2) It's really tricky: On the one hand, cortisol does induce XMRV replication. On the other hand - inflammation also induces XMRV replication - and it was shown in a recent study that inflammation with TNF-alpha or something that EBV does, are causing XMRV replication, and if I remember correctly that replication was induced to the level that androgen were shown to induce XMRV replication. Now, for example, both testosterone and cortisol induce XMRV replication - but testosterone helps XMRV to replicate much more that cortisol does. Anyway, the last paper said that it's probably the NF-kappa-B pathway that TNF-alpha and EBV induces, and which in turn induces XMRV replication.

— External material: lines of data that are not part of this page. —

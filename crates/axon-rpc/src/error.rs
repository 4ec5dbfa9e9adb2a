use thiserror::Error;

/// JSON-RPC 2.0 protocol error codes, shared by every transport.
pub const PARSE_ERROR: i32 = -32700;
pub const INVALID_REQUEST: i32 = -32600;
pub const METHOD_NOT_FOUND: i32 = -32601;
pub const INVALID_PARAMS: i32 = -32602;
pub const INTERNAL_ERROR: i32 = -32603;

/// Where a call failed.
#[derive(Copy, Clone, Debug, PartialEq, Eq)]
pub enum ErrorKind {
    /// Connecting, reading or writing the transport failed.
    Transport,
    /// The peer sent bytes that do not form a valid message.
    Protocol,
    /// Arguments or result did not convert.
    Serialization,
    /// The remote procedure reported an error.
    Remote,
    Timeout,
    Cancelled,
}

/// The error type of every RPC call.
///
/// Carries the protocol-level code (negative for the reserved JSON-RPC
/// range, positive for application errors), a message, and the [`kind`]
/// distinguishing transport, protocol, serialization, remote, timeout and
/// cancellation failures.
///
/// [`kind`]: RemoteError::kind
#[derive(Error, Debug, Clone)]
#[error("rpc error {code} ({kind:?}): {message}")]
pub struct RemoteError {
    pub code: i32,
    pub message: String,
    pub kind: ErrorKind,
}

impl RemoteError {
    pub fn new(code: i32, message: impl Into<String>, kind: ErrorKind) -> Self {
        RemoteError { code, message: message.into(), kind }
    }

    /// An application-level error raised by a procedure.
    pub fn remote(code: i32, message: impl Into<String>) -> Self {
        Self::new(code, message, ErrorKind::Remote)
    }

    pub fn parse_error(message: impl Into<String>) -> Self {
        Self::new(PARSE_ERROR, message, ErrorKind::Protocol)
    }

    pub fn invalid_request(message: impl Into<String>) -> Self {
        Self::new(INVALID_REQUEST, message, ErrorKind::Protocol)
    }

    pub fn method_not_found(method: &str) -> Self {
        Self::new(METHOD_NOT_FOUND, format!("method \"{method}\" not found"), ErrorKind::Remote)
    }

    pub fn invalid_params(message: impl Into<String>) -> Self {
        Self::new(INVALID_PARAMS, message, ErrorKind::Serialization)
    }

    pub fn internal(message: impl Into<String>) -> Self {
        Self::new(INTERNAL_ERROR, message, ErrorKind::Remote)
    }

    pub fn transport(message: impl Into<String>) -> Self {
        Self::new(0, message, ErrorKind::Transport)
    }

    pub fn timeout() -> Self {
        Self::new(0, "operation timed out", ErrorKind::Timeout)
    }

    pub fn cancelled() -> Self {
        Self::new(0, "operation cancelled", ErrorKind::Cancelled)
    }
}

impl From<axon_net::NetError> for RemoteError {
    fn from(e: axon_net::NetError) -> Self {
        match e {
            axon_net::NetError::Timeout => Self::timeout(),
            axon_net::NetError::Cancelled => Self::cancelled(),
            other => Self::transport(other.to_string()),
        }
    }
}

impl From<axon_http::HttpError> for RemoteError {
    fn from(e: axon_http::HttpError) -> Self {
        match e {
            axon_http::HttpError::Timeout => Self::timeout(),
            axon_http::HttpError::Net(axon_net::NetError::Timeout) => Self::timeout(),
            axon_http::HttpError::Protocol(m) => Self::parse_error(m),
            other => Self::transport(other.to_string()),
        }
    }
}

impl From<axon_ser::SerError> for RemoteError {
    fn from(e: axon_ser::SerError) -> Self {
        match e {
            axon_ser::SerError::Parse { .. } | axon_ser::SerError::UnexpectedEnd(_) => {
                Self::parse_error(e.to_string())
            }
            other => Self::new(INVALID_PARAMS, other.to_string(), ErrorKind::Serialization),
        }
    }
}

/// Service-side registration errors.
#[derive(Error, Debug)]
pub enum RpcError {
    #[error("procedure \"{0}\" is already registered")]
    DuplicateProcedure(String),
    #[error(transparent)]
    Net(#[from] axon_net::NetError),
    #[error(transparent)]
    Http(#[from] axon_http::HttpError),
}
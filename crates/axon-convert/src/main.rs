use std::path::PathBuf;

use axon_convert::{Converter, InputFormat, Options, OutputFormat, run};
use clap::Parser;

/// Converts serialized data from one format to another.
///
/// When no input file is given, data is read from stdin.
#[derive(Parser, Debug)]
#[command(
    name = "siconvert",
    group(clap::ArgGroup::new("input").required(true)),
    group(clap::ArgGroup::new("output").required(true))
)]
struct Args {
    /// Read binary data
    #[arg(short = 'b', group = "input")]
    input_bin: bool,
    /// Read xml data
    #[arg(short = 'x', group = "input")]
    input_xml: bool,
    /// Read json data
    #[arg(short = 'j', group = "input")]
    input_json: bool,
    /// Read csv data
    #[arg(short = 'c', group = "input")]
    input_csv: bool,
    /// Read http query string
    #[arg(short = 'q', group = "input")]
    input_qparams: bool,

    /// Output binary data
    #[arg(short = 'B', group = "output")]
    output_bin: bool,
    /// Output xml data
    #[arg(short = 'X', group = "output")]
    output_xml: bool,
    /// Output xml data without attributes
    #[arg(short = 'Y', group = "output")]
    output_xml_plain: bool,
    /// Output json data
    #[arg(short = 'J', group = "output")]
    output_json: bool,
    /// Output csv data
    #[arg(short = 'C', group = "output")]
    output_csv: bool,
    /// Output properties data
    #[arg(short = 'P', group = "output")]
    output_properties: bool,
    /// Output number of objects
    #[arg(short = 'N', group = "output")]
    output_count: bool,

    /// Beautify output (xml, json)
    #[arg(short = 'd')]
    beautify: bool,
    /// Skip <N> objects
    #[arg(long, default_value_t = 0)]
    skip: u64,
    /// Read <N> objects (default unlimited)
    #[arg(long)]
    num: Option<u64>,
    /// Output filename (stdout when omitted)
    #[arg(short = 'o')]
    output: Option<PathBuf>,
    /// Print each processed filename to stderr
    #[arg(short = 'v')]
    verbose: bool,

    /// Input files
    files: Vec<PathBuf>,
}

impl Args {
    fn input_format(&self) -> InputFormat {
        if self.input_bin {
            InputFormat::Binary
        } else if self.input_xml {
            InputFormat::Xml
        } else if self.input_json {
            InputFormat::Json
        } else if self.input_csv {
            InputFormat::Csv
        } else {
            InputFormat::QueryString
        }
    }

    fn output_format(&self) -> OutputFormat {
        if self.output_bin {
            OutputFormat::Binary
        } else if self.output_xml {
            OutputFormat::Xml
        } else if self.output_xml_plain {
            OutputFormat::XmlPlain
        } else if self.output_json {
            OutputFormat::Json
        } else if self.output_csv {
            OutputFormat::Csv
        } else if self.output_properties {
            OutputFormat::Properties
        } else {
            OutputFormat::Count
        }
    }
}

fn main() {
    tracing_subscriber::fmt().with_writer(std::io::stderr).init();
    let args = Args::parse();

    let options = Options {
        input: args.input_format(),
        output: args.output_format(),
        beautify: args.beautify,
        skip: args.skip,
        num: args.num,
    };
    let mut converter = Converter::new(options);

    let result = match &args.output {
        Some(path) => match std::fs::File::create(path) {
            Ok(mut file) => run(&mut converter, &args.files, &mut file, args.verbose),
            Err(e) => {
                eprintln!("cannot create {}: {e}", path.display());
                std::process::exit(1);
            }
        },
        None => run(&mut converter, &args.files, &mut std::io::stdout().lock(), args.verbose),
    };

    if let Err(e) = result {
        eprintln!("{e}");
        std::process::exit(1);
    }
}
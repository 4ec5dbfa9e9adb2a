use crate::{HttpError, MessageHeader};

#[derive(Copy, Clone, Debug, PartialEq, Eq)]
enum ChunkState {
    Size,
    SizeExt,
    SizeLf,
    Data,
    DataCr,
    DataLf,
    Trailer0,
    TrailerLine,
    TrailerLf,
    FinalLf,
    Done,
}

/// Incremental `Transfer-Encoding: chunked` decoder (read side only).
///
/// Chunk extensions are skipped; trailer lines are consumed and
/// discarded.
pub struct ChunkedDecoder {
    state: ChunkState,
    remaining: u64,
    size_seen: bool,
}

impl Default for ChunkedDecoder {
    fn default() -> Self {
        Self::new()
    }
}

impl ChunkedDecoder {
    pub fn new() -> Self {
        ChunkedDecoder { state: ChunkState::Size, remaining: 0, size_seen: false }
    }

    pub fn done(&self) -> bool {
        self.state == ChunkState::Done
    }

    /// Decodes from `input`, appending payload bytes to `out`. Returns
    /// the number of input bytes consumed.
    pub fn feed(&mut self, input: &[u8], out: &mut Vec<u8>) -> Result<usize, HttpError> {
        let mut i = 0;
        while i < input.len() {
            let b = input[i];
            match self.state {
                ChunkState::Size => match (b as char).to_digit(16) {
                    Some(d) => {
                        self.remaining = self
                            .remaining
                            .checked_mul(16)
                            .and_then(|v| v.checked_add(u64::from(d)))
                            .ok_or(HttpError::Protocol("chunk size overflow"))?;
                        self.size_seen = true;
                        i += 1;
                    }
                    None => {
                        if !self.size_seen {
                            return Err(HttpError::Protocol("missing chunk size"));
                        }
                        self.state = match b {
                            b';' => ChunkState::SizeExt,
                            b'\r' => ChunkState::SizeLf,
                            b'\n' => self.after_size(),
                            _ => return Err(HttpError::Protocol("bad chunk size line")),
                        };
                        i += 1;
                    }
                },
                ChunkState::SizeExt => {
                    if b == b'\r' {
                        self.state = ChunkState::SizeLf;
                    } else if b == b'\n' {
                        self.state = self.after_size();
                    }
                    i += 1;
                }
                ChunkState::SizeLf => {
                    if b != b'\n' {
                        return Err(HttpError::Protocol("chunk size line missing LF"));
                    }
                    self.state = self.after_size();
                    i += 1;
                }
                ChunkState::Data => {
                    let take = usize::try_from(self.remaining)
                        .unwrap_or(usize::MAX)
                        .min(input.len() - i);
                    out.extend_from_slice(&input[i..i + take]);
                    self.remaining -= take as u64;
                    i += take;
                    if self.remaining == 0 {
                        self.state = ChunkState::DataCr;
                    }
                }
                ChunkState::DataCr => {
                    self.state = match b {
                        b'\r' => ChunkState::DataLf,
                        b'\n' => {
                            self.size_seen = false;
                            ChunkState::Size
                        }
                        _ => return Err(HttpError::Protocol("chunk data missing CRLF")),
                    };
                    i += 1;
                }
                ChunkState::DataLf => {
                    if b != b'\n' {
                        return Err(HttpError::Protocol("chunk data missing LF"));
                    }
                    self.size_seen = false;
                    self.state = ChunkState::Size;
                    i += 1;
                }
                ChunkState::Trailer0 => {
                    self.state = match b {
                        b'\r' => ChunkState::FinalLf,
                        b'\n' => ChunkState::Done,
                        _ => ChunkState::TrailerLine,
                    };
                    i += 1;
                }
                ChunkState::TrailerLine => {
                    if b == b'\r' {
                        self.state = ChunkState::TrailerLf;
                    } else if b == b'\n' {
                        self.state = ChunkState::Trailer0;
                    }
                    i += 1;
                }
                ChunkState::TrailerLf => {
                    if b != b'\n' {
                        return Err(HttpError::Protocol("trailer line missing LF"));
                    }
                    self.state = ChunkState::Trailer0;
                    i += 1;
                }
                ChunkState::FinalLf => {
                    if b != b'\n' {
                        return Err(HttpError::Protocol("final chunk missing LF"));
                    }
                    self.state = ChunkState::Done;
                    i += 1;
                }
                ChunkState::Done => return Ok(i),
            }
        }
        Ok(i)
    }

    fn after_size(&mut self) -> ChunkState {
        if self.remaining == 0 {
            ChunkState::Trailer0
        } else {
            ChunkState::Data
        }
    }
}

enum BodyMode {
    None,
    Length(u64),
    Chunked(ChunkedDecoder),
    UntilClose,
}

/// Reads one message body according to the message's headers.
pub struct BodyReader {
    mode: BodyMode,
    pub body: Vec<u8>,
    limit: usize,
}

impl BodyReader {
    /// Chooses the body mode from the parsed header. Responses without a
    /// length and without chunking run until the peer closes.
    pub fn for_header(header: &MessageHeader, response: bool, limit: usize) -> Self {
        let mode = if header.chunked() {
            BodyMode::Chunked(ChunkedDecoder::new())
        } else if let Some(n) = header.content_length() {
            if n == 0 { BodyMode::None } else { BodyMode::Length(n) }
        } else if response {
            BodyMode::UntilClose
        } else {
            BodyMode::None
        };
        BodyReader { mode, body: Vec::new(), limit }
    }

    pub fn done(&self) -> bool {
        match &self.mode {
            BodyMode::None => true,
            BodyMode::Length(n) => *n == 0,
            BodyMode::Chunked(dec) => dec.done(),
            BodyMode::UntilClose => false,
        }
    }

    /// True when only a peer close can terminate this body.
    pub fn runs_until_close(&self) -> bool {
        matches!(self.mode, BodyMode::UntilClose)
    }

    /// Consumes body bytes from `input`; returns how many were taken.
    pub fn feed(&mut self, input: &[u8]) -> Result<usize, HttpError> {
        let consumed = match &mut self.mode {
            BodyMode::None => 0,
            BodyMode::Length(n) => {
                let take = usize::try_from(*n).unwrap_or(usize::MAX).min(input.len());
                self.body.extend_from_slice(&input[..take]);
                *n -= take as u64;
                take
            }
            BodyMode::Chunked(dec) => dec.feed(input, &mut self.body)?,
            BodyMode::UntilClose => {
                self.body.extend_from_slice(input);
                input.len()
            }
        };
        if self.body.len() > self.limit {
            return Err(HttpError::BodyTooLarge);
        }
        Ok(consumed)
    }
}
//! Minimal HTTP server answering every URL with a text page.

use std::rc::Rc;

use axon::{
    http::{HttpConfig, HttpError, HttpRequest, HttpServer, HttpService, Reply, Responder},
    reactor::Selector,
    timing::Timespan,
};

struct HelloResponder;

impl Responder for HelloResponder {
    fn reply(&mut self, request: &HttpRequest, reply: &mut Reply) -> Result<(), HttpError> {
        reply.set_content_type("text/plain");
        reply.write(format!("hello from {}\n", request.url).as_bytes());
        Ok(())
    }
}

struct HelloService;

impl HttpService for HelloService {
    fn create_responder(&self, _url: &str) -> Box<dyn Responder> {
        Box::new(HelloResponder)
    }
}

fn main() {
    tracing_subscriber::fmt().init();

    let selector = Selector::new().expect("selector");
    let server = HttpServer::new(&selector, HttpConfig::default());
    server.add_service("", Rc::new(HelloService));
    server.listen("0.0.0.0:8001").expect("listen");

    loop {
        selector.wait(Some(Timespan::from_secs(10))).expect("wait");
    }
}
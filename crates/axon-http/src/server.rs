use std::{
    cell::{Cell, RefCell},
    collections::HashMap,
    net::{SocketAddr, ToSocketAddrs},
    rc::{Rc, Weak},
};

use axon_net::{BufferedSocket, NetError, TcpServer};
use axon_reactor::{Selector, Timer};
use axon_timing::{Clock, Timespan, format_rfc1123};
use serde::Deserialize;
use tracing::{debug, info, warn};

use crate::{BodyReader, HeaderParser, HttpError, MessageHeader};

/// Server tuning knobs.
#[derive(Clone, Debug, Deserialize)]
#[serde(default)]
pub struct HttpConfig {
    /// Inactivity limit while a request head or body is being received.
    pub read_timeout: Timespan,
    /// Inactivity limit while a reply drains.
    pub write_timeout: Timespan,
    /// Idle limit between requests on a kept-alive connection.
    pub keep_alive_timeout: Timespan,
    pub max_body_size: usize,
    pub server_name: String,
}

impl Default for HttpConfig {
    fn default() -> Self {
        HttpConfig {
            read_timeout: Timespan::from_secs(20),
            write_timeout: Timespan::from_secs(20),
            keep_alive_timeout: Timespan::from_secs(30),
            max_body_size: 8 * 1024 * 1024,
            server_name: "axon-http".to_string(),
        }
    }
}

/// A parsed request as handed to a responder.
pub struct HttpRequest {
    pub method: String,
    pub url: String,
    pub query_string: String,
    pub version: (u8, u8),
    pub header: MessageHeader,
    pub body: Vec<u8>,
    pub peer: SocketAddr,
}

/// Reply under construction.
pub struct Reply {
    status: u16,
    status_text: Option<String>,
    pub header: MessageHeader,
    body: Vec<u8>,
}
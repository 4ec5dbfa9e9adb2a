//! Calls `echo` on the binary-RPC echo server.

use axon::{
    rpc::{BinRpcClient, RemoteClient},
    ser::to_si,
    timing::Timespan,
};

fn main() {
    tracing_subscriber::fmt().init();

    let client = BinRpcClient::new_sync("127.0.0.1:7002");
    let msg = std::env::args().nth(1).unwrap_or_else(|| "hello".to_string());

    match client.call("echo", &[to_si(msg.as_str())], Some(Timespan::from_secs(5))) {
        Ok(reply) => println!("{}", reply.as_str()),
        Err(e) => {
            eprintln!("call failed: {e}");
            std::process::exit(1);
        }
    }
}
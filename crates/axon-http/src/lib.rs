//! HTTP/1.1 for the selector stack.
//!
//! The header parser is an incremental byte-at-a-time state machine, so a
//! connection can be fed as bytes arrive and produces the same result as
//! parsing the full message at once. The server dispatches requests to
//! registered services per connection and handles keep-alive; the client
//! drives the same parser in response mode.

mod chunked;
mod client;
mod error;
mod header;
mod parser;
mod server;

pub use chunked::{BodyReader, ChunkedDecoder};
pub use client::{ClientRequest, ClientResponse, HttpClient, HttpClientSignals};
pub use error::HttpError;
pub use header::MessageHeader;
pub use parser::HeaderParser;
pub use server::{HttpConfig, HttpRequest, HttpServer, HttpService, Reply, Responder};
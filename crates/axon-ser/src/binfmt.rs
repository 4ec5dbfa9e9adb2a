use std::{collections::HashMap, io::Write};

use crate::{Category, Formatter, ScalarValue, SerError, SerializationInfo};

/// Wire tags of the binary format.
///
/// Tags below 0x40 start a named record; the 0x40..0x7f range mirrors them
/// for anonymous values. Containers are bracketed by a category tag and
/// [`Tag::Eod`].
#[derive(Copy, Clone, Debug, PartialEq, Eq)]
#[repr(u8)]
pub enum Tag {
    Empty = 0x00,
    Bool = 0x01,
    Char = 0x02,
    String = 0x03,
    Int = 0x04,
    Binary2 = 0x06,
    Binary4 = 0x07,
    Int8 = 0x10,
    Int16 = 0x11,
    Int32 = 0x12,
    Int64 = 0x13,
    UInt8 = 0x18,
    UInt16 = 0x19,
    UInt32 = 0x1a,
    UInt64 = 0x1b,
    BcdFloat = 0x20,
    /// 1 bit sign, 7 bit exponent, 16 bit mantissa (3 bytes).
    ShortFloat = 0x21,
    /// 1 bit sign, 7 bit exponent, 32 bit mantissa (5 bytes).
    MediumFloat = 0x22,
    /// 1 bit sign, 15 bit exponent, 64 bit mantissa (10 bytes).
    LongFloat = 0x23,
    Pair = 0x30,
    Array = 0x31,
    Vector = 0x32,
    List = 0x33,
    Deque = 0x34,
    Set = 0x35,
    Multiset = 0x36,
    Map = 0x37,
    Multimap = 0x38,
    Bcd = 0x3e,
    /// Free-form type name, zero-terminated, follows the tag.
    Other = 0x3f,
    CategoryObject = 0xa0,
    CategoryArray = 0xa1,
    CategoryReference = 0xa2,
    RpcRequest = 0xc0,
    RpcResponse = 0xc1,
    RpcException = 0xc2,
    Eod = 0xff,
}

const PLAIN: u8 = 0x40;
/// Dictionary back-reference marker inside a name position.
const DICT_MARKER: u8 = 0x01;

fn container_type_code(type_name: &str) -> Option<u8> {
    Some(match type_name {
        "" => Tag::Empty as u8,
        "bool" => Tag::Bool as u8,
        "char" => Tag::Char as u8,
        "string" => Tag::String as u8,
        "int" => Tag::Int as u8,
        "pair" => Tag::Pair as u8,
        "array" => Tag::Array as u8,
        "vector" => Tag::Vector as u8,
        "list" => Tag::List as u8,
        "deque" => Tag::Deque as u8,
        "set" => Tag::Set as u8,
        "multiset" => Tag::Multiset as u8,
        "map" => Tag::Map as u8,
        "multimap" => Tag::Multimap as u8,
        _ => return None,
    })
}

fn type_code_name(code: u8) -> Option<&'static str> {
    Some(match code {
        0x00 => "",
        0x01 => "bool",
        0x02 => "char",
        0x03 => "string",
        0x04 => "int",
        0x30 => "pair",
        0x31 => "array",
        0x32 => "vector",
        0x33 => "list",
        0x34 => "deque",
        0x35 => "set",
        0x36 => "multiset",
        0x37 => "map",
        0x38 => "multimap",
        _ => return None,
    })
}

And this is the interesting part: Cortisone is anti-inflammatory - so while cortosine by itself can help XMRV replicate, if you have an inflammation its anti-inflammatory abilities might be more efficacious against XMRV replication than the ability of cortisol to induce XMRV replication. It's a question - what is stronger. As I've said, since it seems that the importance of the TNF-alpha-EBV-NF-kappa-B (inflammatory) efficacy seems as important of the efficacy of androgen (IF I'M NOT MISTAKEN - the paper should be read again in order to make such a conclusion, it might be that I'm making a mistake), and since testosterone is more important for XMRV replication than cortisol - it would seem that TNF-alpha/EBV/NF-kappa-B are more important to XMRV replication than cortisol. However - the question is: How much inflammation do you have? I mean, cortisone is a great anti-inflammatory, but what if your inflammation level is low or non-existent? Or, what if it was high, but now it's non-existent because of the cortisone, and the cortisone is now just helping XMRV to replicate, and it can't act against it since it has no inflammation to reduce? And then the question would be: If you'd stop the cortisone, would the inflammation come back? And to what degree?
So I think there are a lot of questions not enough answers - but at least we know some things that might lead us in the correct way - and the decision what to do, I believe, should be taken by you, as there seem to be risks, but it's possible that there would be gains.